Some ambiguous HLA typing results potentially contain null alleles. For instance, the multi-allele code HLA-A^*02:MRVF is composed of the HLA-A alleles 02:01, 02:70, 02:92, 02:113N, 02:125N, 02:217, 02:239, 02:249, and 02:260. If a null allele in the code is frequent enough to be represented in our haplotype data (in the example above: A^*02:125N), this “null portion” of the multi-allele code is treated as homozygous for matching. This means that in addition to the standard matching of expressed alleles, the typing A^*03:01+A^*02:MRVF will also match like homozygous A^*03:01+A^*03:01 through its null portion A^*03:01+A^*02:125N (Table 1, D).

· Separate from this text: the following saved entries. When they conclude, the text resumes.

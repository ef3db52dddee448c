//! Tree Node Model
//!
//! Every entry in the virtual file system is a `Node`, whether it is a file
//! or a directory. Directory nodes carry the synthetic `.` and `..` entries
//! as ordinary children, so path walking needs no special cases.

use indexmap::IndexMap;

use super::types::{NodeId, NodeKind, Permissions};

/// A single vertex of the file system tree.
#[derive(Debug, Clone)]
pub struct Node {
    kind: NodeKind,
    name: String,
    parent: NodeId,
    children: IndexMap<String, NodeId>,
    content: Option<Vec<u8>>,
    permissions: Permissions,
    child_count: usize,
}

impl Node {
    pub(crate) fn new(kind: NodeKind, name: &str, parent: NodeId) -> Self {
        Self {
            kind,
            name: name.to_string(),
            parent,
            children: IndexMap::new(),
            content: None,
            permissions: Permissions::none(),
            child_count: 0,
        }
    }

    /// Insert a child under `name`. A colliding name overwrites the existing
    /// entry silently; the running child count still advances.
    pub fn add_child(&mut self, name: &str, child: NodeId) {
        self.children.insert(name.to_string(), child);
        self.child_count += 1;
    }

    pub fn child(&self, name: &str) -> Option<NodeId> {
        self.children.get(name).copied()
    }

    pub(crate) fn remove_child(&mut self, name: &str) -> Option<NodeId> {
        self.children.shift_remove(name)
    }

    /// All child names, synthetic entries included, in insertion order.
    pub fn child_names(&self) -> Vec<&str> {
        self.children.keys().map(String::as_str).collect()
    }

    pub fn entries(&self) -> impl Iterator<Item = (&str, NodeId)> {
        self.children.iter().map(|(name, id)| (name.as_str(), *id))
    }

    pub fn child_count(&self) -> usize {
        self.child_count
    }

    pub fn kind(&self) -> NodeKind {
        self.kind
    }

    pub fn name(&self) -> &str {
        &self.name
    }

    pub fn parent(&self) -> NodeId {
        self.parent
    }

    pub fn permissions(&self) -> Permissions {
        self.permissions
    }

    pub fn set_permissions(&mut self, permissions: Permissions) {
        self.permissions = permissions;
    }

    pub fn content(&self) -> Option<&[u8]> {
        self.content.as_deref()
    }

    pub fn set_content(&mut self, content: Vec<u8>) {
        self.content = Some(content);
    }

    /// Drop children and payload when the node leaves the tree.
    pub(crate) fn clear(&mut self) {
        self.children.clear();
        self.content = None;
    }
}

The algorithm can also handle two null alleles at the same locus. This locus with double-null typing is considered as homozygous and can only match with another potential double-null typing result (Table 1, I and J).

Performance Tests: Setup

Comparison With the Original Hap-E Search Kernel

We compared the performance of the new search kernel to the original Hap-E Search kernel by evaluating the run time of 50 searches with high resolution patient typing that were randomly chosen from our productive system for both kernels. The searches were performed on our standard test environment—where the old search kernel could be used without adaptions—with 7.6 million donors using 27,651 haplotypes from German, Turkish, Russian, Italian, and Polish populations.

Performance in Different Settings

To further evaluate the efficiency of the new search kernel for different numbers of donors and haplotypes, we compared data preparation and search performance in three different controlled settings: 5 million donors and 12,407 haplotypes (setting 1), 1 million donors and 12,407 haplotypes (setting 2), and 1 million donors and 34,071 haplotypes (setting 3). All haplotypes in these settings were from the German population.

All tests were executed on an Oracle Database (Oracle Version 11.2) hosted on an Intel Xeon E5620 CPU (16 GB RAM, 6 cores on virtual machine, operating system SUSE Linux Enterprise Server 11).

On our productive system, searches can be processed in parallel on five dedicated oracle databases.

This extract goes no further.